_EXERCISE DIRECTIONS_
The answer should be an exact repeat of the stretch of material below from the line containing "use crate::services::status_channel::StatusChannel;" through the line containing "Raindrop Sync services".

+-------+

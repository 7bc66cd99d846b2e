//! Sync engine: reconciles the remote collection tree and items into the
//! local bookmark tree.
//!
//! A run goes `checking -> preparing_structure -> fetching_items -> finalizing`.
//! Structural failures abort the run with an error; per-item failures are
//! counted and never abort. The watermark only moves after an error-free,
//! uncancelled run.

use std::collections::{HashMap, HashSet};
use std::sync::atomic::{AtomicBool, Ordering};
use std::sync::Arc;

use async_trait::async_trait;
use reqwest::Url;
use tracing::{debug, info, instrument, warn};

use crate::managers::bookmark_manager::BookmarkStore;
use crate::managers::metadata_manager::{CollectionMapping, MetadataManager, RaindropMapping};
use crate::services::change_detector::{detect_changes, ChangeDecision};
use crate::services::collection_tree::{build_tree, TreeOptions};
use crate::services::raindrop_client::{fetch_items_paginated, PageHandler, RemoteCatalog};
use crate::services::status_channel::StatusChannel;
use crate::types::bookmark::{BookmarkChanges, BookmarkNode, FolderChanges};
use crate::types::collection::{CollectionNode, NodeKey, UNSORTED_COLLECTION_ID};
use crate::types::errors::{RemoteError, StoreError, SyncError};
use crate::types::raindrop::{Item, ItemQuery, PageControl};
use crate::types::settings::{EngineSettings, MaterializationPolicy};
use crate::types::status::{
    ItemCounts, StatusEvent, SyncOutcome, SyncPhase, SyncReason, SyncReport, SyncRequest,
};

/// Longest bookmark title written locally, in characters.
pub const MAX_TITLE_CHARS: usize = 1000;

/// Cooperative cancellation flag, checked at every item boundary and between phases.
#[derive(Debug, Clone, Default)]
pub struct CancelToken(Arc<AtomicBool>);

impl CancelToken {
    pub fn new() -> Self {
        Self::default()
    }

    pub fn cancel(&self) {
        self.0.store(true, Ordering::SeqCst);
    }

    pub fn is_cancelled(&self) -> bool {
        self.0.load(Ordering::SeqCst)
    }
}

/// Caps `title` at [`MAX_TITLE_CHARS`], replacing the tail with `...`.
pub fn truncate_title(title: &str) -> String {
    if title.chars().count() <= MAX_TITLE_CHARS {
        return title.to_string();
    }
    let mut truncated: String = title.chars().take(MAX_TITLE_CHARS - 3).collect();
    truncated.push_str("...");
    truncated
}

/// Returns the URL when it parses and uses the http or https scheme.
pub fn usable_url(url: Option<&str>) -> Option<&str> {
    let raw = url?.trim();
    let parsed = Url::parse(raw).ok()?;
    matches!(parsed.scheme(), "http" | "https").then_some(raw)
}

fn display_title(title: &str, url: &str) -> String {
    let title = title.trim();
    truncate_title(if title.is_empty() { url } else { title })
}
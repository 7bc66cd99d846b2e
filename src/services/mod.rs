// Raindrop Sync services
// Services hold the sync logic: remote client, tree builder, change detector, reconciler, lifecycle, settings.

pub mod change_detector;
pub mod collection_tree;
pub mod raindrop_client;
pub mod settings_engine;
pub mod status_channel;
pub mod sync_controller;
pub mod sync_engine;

+-------+

_SOLVED EXERCISE_
use crate::services::status_channel::StatusChannel;
use crate::types::bookmark::{BookmarkChanges, BookmarkNode, FolderChanges};
use crate::types::collection::{CollectionNode, NodeKey, UNSORTED_COLLECTION_ID};
use crate::types::errors::{RemoteError, StoreError, SyncError};
use crate::types::raindrop::{Item, ItemQuery, PageControl};
use crate::types::settings::{EngineSettings, MaterializationPolicy};
use crate::types::status::{
    ItemCounts, StatusEvent, SyncOutcome, SyncPhase, SyncReason, SyncReport, SyncRequest,
};

/// Longest bookmark title written locally, in characters.
pub const MAX_TITLE_CHARS: usize = 1000;

/// Cooperative cancellation flag, checked at every item boundary and between phases.
#[derive(Debug, Clone, Default)]
pub struct CancelToken(Arc<AtomicBool>);

impl CancelToken {
    pub fn new() -> Self {
        Self::default()
    }

    pub fn cancel(&self) {
        self.0.store(true, Ordering::SeqCst);
    }

    pub fn is_cancelled(&self) -> bool {
        self.0.load(Ordering::SeqCst)
    }
}

/// Caps `title` at [`MAX_TITLE_CHARS`], replacing the tail with `...`.
pub fn truncate_title(title: &str) -> String {
    if title.chars().count() <= MAX_TITLE_CHARS {
        return title.to_string();
    }
    let mut truncated: String = title.chars().take(MAX_TITLE_CHARS - 3).collect();
    truncated.push_str("...");
    truncated
}

/// Returns the URL when it parses and uses the http or https scheme.
pub fn usable_url(url: Option<&str>) -> Option<&str> {
    let raw = url?.trim();
    let parsed = Url::parse(raw).ok()?;
    matches!(parsed.scheme(), "http" | "https").then_some(raw)
}

fn display_title(title: &str, url: &str) -> String {
    let title = title.trim();
    truncate_title(if title.is_empty() { url } else { title })
}
repository 7bc66cd99d846b2e
filename src/services/mod.rs
// Raindrop Sync services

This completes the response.